Portland Press Herald
Editorial Page
July 7, 2003

LABOR WORKS TO CONTROL CORPORATE EXCESSES

By Edward Gorham,
President,
Maine AFL-CIO

                On June 26 Ernie Lebel, apparently speaking as a director of the Alliance for Maine’s Future, wrote a column that is highly critical of unions in general, various laws and programs that help workers and, in particular, of the recent Maine AFL-CIO 10-point action plan to help laid off Maine workers in crisis.

                The material is remarkable largely because it represents a viewpoint of business, jobs, labor, unions and workers that was common 100 years ago and, for some people, hasn’t changed since.

                The Lebel mantra is that Maine needs more jobs and the way to get them is to “create an environment that allows Maine employers to prosper.”

                The labor movement is definitely not opposed to either jobs or employers. However, well over a 100 years of history in Maine and the nation clearly indicates that employers don’t go in business to improve society, create jobs or benefit workers. They go in business to make the maximum amount of profit in the shortest time possible. This is simply the way the system works.

                On the other hand, workers as a group and society as a whole have an inherent interest in creating a better society and better working conditions. Since it is not reasonable, practical, fair or even legal to regulate just one business at a time, we pass general laws to prevent air and water pollution, prevent child labor, provide work leave for family and medical reasons, impose workplace health and safety conditions, allow workers to bargain collectively for their pay and benefits (ruled illegal for most of the 1800s), set minimum standards of pay, determine maximum working hours, collect taxes for workers’ compensation for injury, for social security, for unemployment benefits and other purposes our democratic society considers to be necessary to provide an acceptable quality of life for workers and for the nation as a whole.

                Naturally, this promotes disagreement between society and employers.

                Some 50 years ago Maine corporations fought for their “right” to keep polluting Maine rivers – the so called “payrolls or pickerel” battle. But (to a large extent the corporations lost) today we have relatively clean rivers in Maine instead of open sewers with a rotten egg smell. More recently business has fought against OSHA regulations despite the fact that 25 to 30 Maine workers and thousands nationally die on the job every year. Nationally business continues to fight against family leave despite the fact that the measure has helped thousands of families with virtually no impact on business or profits. Business also wants to continue to allow outmoded Midwest power plants to belch smoke and pollute the New England air.
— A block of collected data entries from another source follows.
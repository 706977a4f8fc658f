// Copyright 2023 Google LLC
//
// Licensed under the Apache License, Version 2.0 <LICENSE-APACHE or
// https://www.apache.org/licenses/LICENSE-2.0> or the MIT license
// <LICENSE-MIT or https://opensource.org/licenses/MIT>, at your
// option. This file may not be copied, modified, or distributed
// except according to those terms.

#![allow(dead_code)]

use peaccess::ByteSource;
use std::convert::Infallible;
use std::io;
use std::sync::atomic::{AtomicUsize, Ordering};

/// In-memory source that counts calls and returns at most
/// `max_per_read` bytes per call, to exercise partial reads.
pub struct TestSource {
    data: Vec<u8>,
    max_per_read: usize,
    reads: AtomicUsize,
}

impl TestSource {
    pub fn new(data: &[u8]) -> Self {
        Self::with_max_per_read(data, usize::MAX)
    }

    pub fn with_max_per_read(data: &[u8], max_per_read: usize) -> Self {
        Self {
            data: data.to_vec(),
            max_per_read,
            reads: AtomicUsize::new(0),
        }
    }

    pub fn len(&self) -> u32 {
        self.data.len().try_into().unwrap()
    }

    pub fn reads(&self) -> usize {
        self.reads.load(Ordering::SeqCst)
    }
}

impl ByteSource for TestSource {
    type Error = Infallible;

    fn read_at(&self, offset: u64, buf: &mut [u8]) -> Result<usize, Infallible> {
        self.reads.fetch_add(1, Ordering::SeqCst);
        let n = buf.len().min(self.max_per_read);
        self.data.as_slice().read_at(offset, &mut buf[..n])
    }
}

/// Source whose every read fails.
pub struct FailingSource;

impl ByteSource for FailingSource {
    type Error = io::Error;

    fn read_at(&self, _offset: u64, _buf: &mut [u8]) -> io::Result<usize> {
        Err(io::Error::new(io::ErrorKind::Other, "device unplugged"))
    }
}

/// Source whose first read returns at most `first_read` bytes of
/// `data` and whose later reads all fail.
pub struct FailAfterFirstRead {
    data: Vec<u8>,
    first_read: usize,
    reads: AtomicUsize,
}

impl FailAfterFirstRead {
    pub fn new(data: &[u8], first_read: usize) -> Self {
        Self {
            data: data.to_vec(),
            first_read,
            reads: AtomicUsize::new(0),
        }
    }
}

impl ByteSource for FailAfterFirstRead {
    type Error = io::Error;

    fn read_at(&self, offset: u64, buf: &mut [u8]) -> io::Result<usize> {
        if self.reads.fetch_add(1, Ordering::SeqCst) > 0 {
            return Err(io::Error::new(io::ErrorKind::Other, "device unplugged"));
        }
        let n = buf.len().min(self.first_read);
        Ok(self.data.as_slice().read_at(offset, &mut buf[..n]).unwrap())
    }
}

pub const NT_OFFSET: u32 = 0x40;
pub const FILE_ALIGNMENT: u32 = 0x200;
pub const SECTION_ALIGNMENT: u32 = 0x1000;
pub const IMAGE_BASE: u64 = 0x1_4000_0000;

pub struct TestSection {
    pub name: &'static [u8],
    pub virtual_address: u32,
    pub virtual_size: u32,
    pub pointer_to_raw_data: u32,
    pub raw_data: Vec<u8>,
}

/// Builds small PE images with just enough header content to be
/// walked by `PeHeaders`.
pub struct PeBuilder {
    pub is_64: bool,
    pub sections: Vec<TestSection>,
    pub directories: Vec<(u32, u32)>,
    pub number_of_rva_and_sizes: u32,
}

impl PeBuilder {
    pub fn new(is_64: bool) -> Self {
        Self {
            is_64,
            sections: Vec::new(),
            directories: Vec::new(),
            number_of_rva_and_sizes: 16,
        }
    }

    pub fn section(
        mut self,
        name: &'static [u8],
        virtual_address: u32,
        virtual_size: u32,
        pointer_to_raw_data: u32,
        raw_data: &[u8],
    ) -> Self {
        self.sections.push(TestSection {
            name,
            virtual_address,
            virtual_size,
            pointer_to_raw_data,
            raw_data: raw_data.to_vec(),
        });
        self
    }

    pub fn directory(mut self, index: usize, rva: u32, size: u32) -> Self {
        if self.directories.len() <= index {
            self.directories.resize(index + 1, (0, 0));
        }
        self.directories[index] = (rva, size);
        self
    }

    pub fn optional_header_size(&self) -> u32 {
        let fixed = if self.is_64 { 112 } else { 96 };
        fixed + 8 * self.number_of_rva_and_sizes
    }

    pub fn section_table_offset(&self) -> u32 {
        NT_OFFSET + 4 + 20 + self.optional_header_size()
    }

    pub fn build(&self) -> Vec<u8> {
        let headers_end =
            self.section_table_offset() + 40 * self.sections.len() as u32;
        let mut len = headers_end.max(FILE_ALIGNMENT) as usize;
        for s in &self.sections {
            len = len.max(s.pointer_to_raw_data as usize + s.raw_data.len());
        }
        let mut data = vec![0u8; len];

        // DOS header.
        put_u16(&mut data, 0, 0x5a4d);
        put_u32(&mut data, 0x3c, NT_OFFSET);

        // Signature and file header.
        let nt = NT_OFFSET as usize;
        data[nt..nt + 4].copy_from_slice(b"PE\0\0");
        let fh = nt + 4;
        put_u16(&mut data, fh, if self.is_64 { 0x8664 } else { 0x14c });
        put_u16(&mut data, fh + 2, self.sections.len() as u16);
        put_u16(&mut data, fh + 16, self.optional_header_size() as u16);

        // Optional header.
        let oh = fh + 20;
        put_u16(&mut data, oh, if self.is_64 { 0x20b } else { 0x10b });
        put_u32(&mut data, oh + 16, 0x1000);
        if self.is_64 {
            put_u64(&mut data, oh + 24, IMAGE_BASE);
        } else {
            put_u32(&mut data, oh + 28, IMAGE_BASE as u32);
        }
        put_u32(&mut data, oh + 32, SECTION_ALIGNMENT);
        put_u32(&mut data, oh + 36, FILE_ALIGNMENT);
        put_u32(&mut data, oh + 60, FILE_ALIGNMENT);
        let (num_dirs_at, dirs_at) =
            if self.is_64 { (oh + 108, oh + 112) } else { (oh + 92, oh + 96) };
        put_u32(&mut data, num_dirs_at, self.number_of_rva_and_sizes);
        for (i, (rva, size)) in self.directories.iter().enumerate() {
            put_u32(&mut data, dirs_at + 8 * i, *rva);
            put_u32(&mut data, dirs_at + 8 * i + 4, *size);
        }

        // Section table and section data.
        let mut sh = self.section_table_offset() as usize;
        for s in &self.sections {
            data[sh..sh + s.name.len()].copy_from_slice(s.name);
            put_u32(&mut data, sh + 8, s.virtual_size);
            put_u32(&mut data, sh + 12, s.virtual_address);
            put_u32(&mut data, sh + 16, s.raw_data.len() as u32);
            put_u32(&mut data, sh + 20, s.pointer_to_raw_data);
            let raw = s.pointer_to_raw_data as usize;
            data[raw..raw + s.raw_data.len()].copy_from_slice(&s.raw_data);
            sh += 40;
        }

        data
    }
}

pub fn put_u16(data: &mut [u8], at: usize, val: u16) {
    data[at..at + 2].copy_from_slice(&val.to_le_bytes());
}

pub fn put_u32(data: &mut [u8], at: usize, val: u32) {
    data[at..at + 4].copy_from_slice(&val.to_le_bytes());
}

pub fn put_u64(data: &mut [u8], at: usize, val: u64) {
    data[at..at + 8].copy_from_slice(&val.to_le_bytes());
}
And we hardly need to comment on what Enron and other similar cases reveal about the need for corporate regulation by society to protect both workers and investors. Nor do we need to comment about the many massive corporate violations of worker/public interest in such areas as civil rights, sexual harassment and pension protection.

                Without social, work, safety, economic and other social controls, corporations quickly engage in a “race to the bottom” always justified by the statement “we must do this in order to compete.”

                For decades in the United States we have witnessed this “race to the bottom” in areas covered by state laws and regulations. Business has always threatened to move and has moved to some other state to escape environmental regulation, pay the lowest possible wages and benefits, pay the lowest amount of taxes, violate safety laws, operate sweatshops and refuse to accept the legal right of workers to join together and negotiate a contract for their labor.

                Today, we are still witnessing this “race to the bottom.” However, today the race is moving businesses not from state to state but from nation to nation. It is worldwide. The threat to Americans, to the nation’s economy and to the entire world is immense.

                Over and over Lebel talks about jobs. What he doesn’t mention is the job loss in Maine that has nothing to do with Maine laws or policies or with unions but rather with national policies such as NAFTA and Fast Track that have cost thousands of Maine workers their jobs.

                According to the U.S. Bureau of Labor Statistics (BOLS) from 1994 to 2000 Maine lost a net of 22,357 trade-related jobs. This is a loss of 3.6 percent of our total state labor force and is the third highest percentage loss in the nation – exceeded only by losses in Rhode Island and North Carolina. More than 18,000 of these lost Maine jobs were in manufacturing. Nationally the BOLS pegs the net trade-related American job loss at 3,044,241 jobs.

                Space here doesn’t permit a full discussion of the real job problem; however, the Wall Street Journal on June 2 noted the massive and continuing national job loss. We now have (including those who have given up looking for work) more than 9 million unemployed and nearly 5 million more forced to work only part time. The Journal calls this “the most protracted job-market downturn since the Great Depression” of the 1930s.  It is a “structural” (never-to-come-back) job loss that is “vast” and impacts more than 75 percent of American jobs.

                First the corporate flight was to Mexico and its impact was largely on manufacturing blue collar jobs. Now the corporate job flight (restructuring) is to China (Hathaway shirt for instance) and India and it impacts blue collar and professional white collar jobs such as architects, engineers and computer programmers.

                We desperately need a much higher level of public understanding and awareness of the real nature of the problem and we need national officials who understand the problem and will strive to deal with it instead of supporting measures that make it worse.